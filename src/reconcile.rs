// Reconciliation state controller - apply user decisions to statement lines
// and derive filtered views / dashboard counts from a loaded line set.

use anyhow::{bail, Context, Result};
use serde::{Deserialize, Serialize};

use crate::db::{ReconciliationStatus, StatementLine, StatementStore};

// ============================================================================
// USER DECISIONS
// ============================================================================

/// Accept a suggested match. Requires the line to be `needs_review` (or
/// already `matched`, making confirmation idempotent) and to carry a
/// tentative entry link.
pub fn confirm_match(store: &dyn StatementStore, line_id: &str) -> Result<StatementLine> {
    let line = store
        .get_line(line_id)?
        .with_context(|| format!("statement line not found: {}", line_id))?;

    match line.status {
        ReconciliationStatus::NeedsReview | ReconciliationStatus::Matched => {}
        other => bail!("cannot confirm a line in status '{}'", other.as_str()),
    }

    let entry_id = line
        .matched_entry_id
        .clone()
        .context("line has no suggested entry to confirm")?;

    store.update_line_status(line_id, ReconciliationStatus::Matched, Some(&entry_id))?;

    store
        .get_line(line_id)?
        .with_context(|| format!("statement line vanished: {}", line_id))
}

/// Reject a suggested or confirmed match: the line returns to `unmatched`
/// with its entry link cleared, so a later auto-match pass (or a manually
/// created entry) can pick it up again. `recorded` is terminal and cannot
/// be rejected.
pub fn reject_match(store: &dyn StatementStore, line_id: &str) -> Result<StatementLine> {
    let line = store
        .get_line(line_id)?
        .with_context(|| format!("statement line not found: {}", line_id))?;

    if line.status == ReconciliationStatus::Recorded {
        bail!("cannot reject a recorded line");
    }

    store.update_line_status(line_id, ReconciliationStatus::Unmatched, None)?;

    store
        .get_line(line_id)?
        .with_context(|| format!("statement line vanished: {}", line_id))
}

/// Mark a line `recorded` after a new internal entry was created directly
/// from it. Only an `unmatched` line can be recorded; the transition is
/// terminal.
pub fn record_line(
    store: &dyn StatementStore,
    line_id: &str,
    entry_id: &str,
) -> Result<StatementLine> {
    let line = store
        .get_line(line_id)?
        .with_context(|| format!("statement line not found: {}", line_id))?;

    if line.status != ReconciliationStatus::Unmatched {
        bail!(
            "only an unmatched line can be recorded, found '{}'",
            line.status.as_str()
        );
    }

    store.update_line_status(line_id, ReconciliationStatus::Recorded, Some(entry_id))?;

    store
        .get_line(line_id)?
        .with_context(|| format!("statement line vanished: {}", line_id))
}

// ============================================================================
// FILTERED VIEWS
// ============================================================================

/// View selector over a loaded line set. `Unlinked` means no entry link,
/// regardless of status.
#[derive(Debug, Clone, Copy, PartialEq, Eq)]
pub enum StatusFilter {
    All,
    Unlinked,
    Status(ReconciliationStatus),
}

impl StatusFilter {
    pub fn parse(s: &str) -> Self {
        match s {
            "all" => Self::All,
            "unlinked" => Self::Unlinked,
            other => Self::Status(ReconciliationStatus::parse(other)),
        }
    }
}

/// Pure filter over an already-loaded line slice.
pub fn filter_by_status(lines: &[StatementLine], filter: StatusFilter) -> Vec<StatementLine> {
    lines
        .iter()
        .filter(|line| match filter {
            StatusFilter::All => true,
            StatusFilter::Unlinked => line.matched_entry_id.is_none(),
            StatusFilter::Status(status) => line.status == status,
        })
        .cloned()
        .collect()
}

// ============================================================================
// SUMMARY
// ============================================================================

/// Per-status counts over a loaded line set, for dashboards.
#[derive(Debug, Clone, Copy, Default, PartialEq, Eq, Serialize, Deserialize)]
pub struct ReconciliationSummary {
    pub total: usize,
    pub unmatched: usize,
    pub needs_review: usize,
    pub matched: usize,
    pub recorded: usize,
    pub unlinked: usize,
}

impl ReconciliationSummary {
    pub fn summary(&self) -> String {
        format!(
            "{} lines: {} matched, {} need review, {} unmatched, {} recorded ({} unlinked)",
            self.total, self.matched, self.needs_review, self.unmatched, self.recorded,
            self.unlinked
        )
    }
}

/// Single pass over the loaded lines; never re-queries the store.
pub fn summarize(lines: &[StatementLine]) -> ReconciliationSummary {
    let mut counts = ReconciliationSummary {
        total: lines.len(),
        ..Default::default()
    };

    for line in lines {
        match line.status {
            ReconciliationStatus::Unmatched => counts.unmatched += 1,
            ReconciliationStatus::NeedsReview => counts.needs_review += 1,
            ReconciliationStatus::Matched => counts.matched += 1,
            ReconciliationStatus::Recorded => counts.recorded += 1,
        }
        if line.matched_entry_id.is_none() {
            counts.unlinked += 1;
        }
    }

    counts
}

// ============================================================================
// TESTS
// ============================================================================

#[cfg(test)]
mod tests {
    use super::*;
    use crate::db::{BankAccount, LedgerEntry, SqliteStore};
    use chrono::NaiveDate;

    fn date(d: u32) -> NaiveDate {
        NaiveDate::from_ymd_opt(2024, 3, d).unwrap()
    }

    fn setup() -> (SqliteStore, BankAccount) {
        let store = SqliteStore::open_in_memory().unwrap();
        let account = BankAccount::new("Operating", "BCA", "1234567890");
        store.insert_bank_account(&account).unwrap();
        (store, account)
    }

    fn insert_line(store: &SqliteStore, account_id: &str, d: u32, desc: &str) -> StatementLine {
        let line = StatementLine::new(
            account_id,
            date(d),
            desc.to_string(),
            None,
            0.0,
            100_000.0,
            0.0,
        );
        store.upsert_lines(&[line.clone()]).unwrap();
        line
    }

    fn suggest(store: &SqliteStore, account_id: &str, line: &StatementLine) -> LedgerEntry {
        let entry = LedgerEntry::new(account_id, line.transaction_date, "entry", 100_000.0);
        store.insert_entries(&[entry.clone()]).unwrap();
        store
            .update_line_status(&line.id, ReconciliationStatus::NeedsReview, Some(&entry.id))
            .unwrap();
        entry
    }

    #[test]
    fn test_confirm_is_idempotent() {
        let (store, account) = setup();
        let line = insert_line(&store, &account.id, 1, "Payment ABC");
        let entry = suggest(&store, &account.id, &line);

        let once = confirm_match(&store, &line.id).unwrap();
        assert_eq!(once.status, ReconciliationStatus::Matched);
        assert_eq!(once.matched_entry_id.as_deref(), Some(entry.id.as_str()));

        let twice = confirm_match(&store, &line.id).unwrap();
        assert_eq!(twice.status, ReconciliationStatus::Matched);
        assert_eq!(twice.matched_entry_id.as_deref(), Some(entry.id.as_str()));
    }

    #[test]
    fn test_confirm_requires_suggestion() {
        let (store, account) = setup();
        let line = insert_line(&store, &account.id, 1, "Payment ABC");

        // Still unmatched: nothing to confirm
        assert!(confirm_match(&store, &line.id).is_err());
    }

    #[test]
    fn test_reject_resets_cleanly() {
        let (store, account) = setup();

        // From needs_review
        let suggested = insert_line(&store, &account.id, 1, "Payment ABC");
        suggest(&store, &account.id, &suggested);
        let reset = reject_match(&store, &suggested.id).unwrap();
        assert_eq!(reset.status, ReconciliationStatus::Unmatched);
        assert!(reset.matched_entry_id.is_none());

        // From matched
        let confirmed = insert_line(&store, &account.id, 2, "Transfer DEF");
        suggest(&store, &account.id, &confirmed);
        confirm_match(&store, &confirmed.id).unwrap();
        let reset = reject_match(&store, &confirmed.id).unwrap();
        assert_eq!(reset.status, ReconciliationStatus::Unmatched);
        assert!(reset.matched_entry_id.is_none());

        // From unmatched: a no-op reset
        let plain = insert_line(&store, &account.id, 3, "Fee");
        let reset = reject_match(&store, &plain.id).unwrap();
        assert_eq!(reset.status, ReconciliationStatus::Unmatched);
    }

    #[test]
    fn test_recorded_is_terminal() {
        let (store, account) = setup();
        let line = insert_line(&store, &account.id, 1, "Cash deposit");
        let entry = LedgerEntry::new(&account.id, date(1), "Cash deposit", 100_000.0);
        store.insert_entries(&[entry.clone()]).unwrap();

        let recorded = record_line(&store, &line.id, &entry.id).unwrap();
        assert_eq!(recorded.status, ReconciliationStatus::Recorded);
        assert_eq!(recorded.matched_entry_id.as_deref(), Some(entry.id.as_str()));

        assert!(reject_match(&store, &line.id).is_err());
        assert!(confirm_match(&store, &line.id).is_err());
        assert!(record_line(&store, &line.id, &entry.id).is_err());
    }

    #[test]
    fn test_record_requires_unmatched() {
        let (store, account) = setup();
        let line = insert_line(&store, &account.id, 1, "Payment ABC");
        let entry = suggest(&store, &account.id, &line);

        assert!(record_line(&store, &line.id, &entry.id).is_err());
    }

    #[test]
    fn test_filter_by_status() {
        let (store, account) = setup();

        let unmatched = insert_line(&store, &account.id, 1, "one");
        let reviewed = insert_line(&store, &account.id, 2, "two");
        suggest(&store, &account.id, &reviewed);
        let confirmed = insert_line(&store, &account.id, 3, "three");
        suggest(&store, &account.id, &confirmed);
        confirm_match(&store, &confirmed.id).unwrap();

        let lines = store.lines_for_account(&account.id, None).unwrap();

        assert_eq!(filter_by_status(&lines, StatusFilter::All).len(), 3);

        let unlinked = filter_by_status(&lines, StatusFilter::Unlinked);
        assert_eq!(unlinked.len(), 1);
        assert_eq!(unlinked[0].id, unmatched.id);

        let review = filter_by_status(
            &lines,
            StatusFilter::parse("needs_review"),
        );
        assert_eq!(review.len(), 1);
        assert_eq!(review[0].id, reviewed.id);

        assert_eq!(
            filter_by_status(&lines, StatusFilter::parse("matched")).len(),
            1
        );
    }

    #[test]
    fn test_summarize_counts() {
        let (store, account) = setup();

        insert_line(&store, &account.id, 1, "one");
        let reviewed = insert_line(&store, &account.id, 2, "two");
        suggest(&store, &account.id, &reviewed);
        let confirmed = insert_line(&store, &account.id, 3, "three");
        suggest(&store, &account.id, &confirmed);
        confirm_match(&store, &confirmed.id).unwrap();

        let lines = store.lines_for_account(&account.id, None).unwrap();
        let counts = summarize(&lines);

        assert_eq!(counts.total, 3);
        assert_eq!(counts.unmatched, 1);
        assert_eq!(counts.needs_review, 1);
        assert_eq!(counts.matched, 1);
        assert_eq!(counts.recorded, 0);
        assert_eq!(counts.unlinked, 1);

        println!("✅ {}", counts.summary());
    }
}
──────────────────────────────
TRY IT: If a line of the material contains the word "other", pick it out and copy it.

OUTPUT OF THE EXERCISE:
        other => bail!("cannot confirm a line in status '{}'", other.as_str()),
            other => Self::Status(ReconciliationStatus::parse(other)),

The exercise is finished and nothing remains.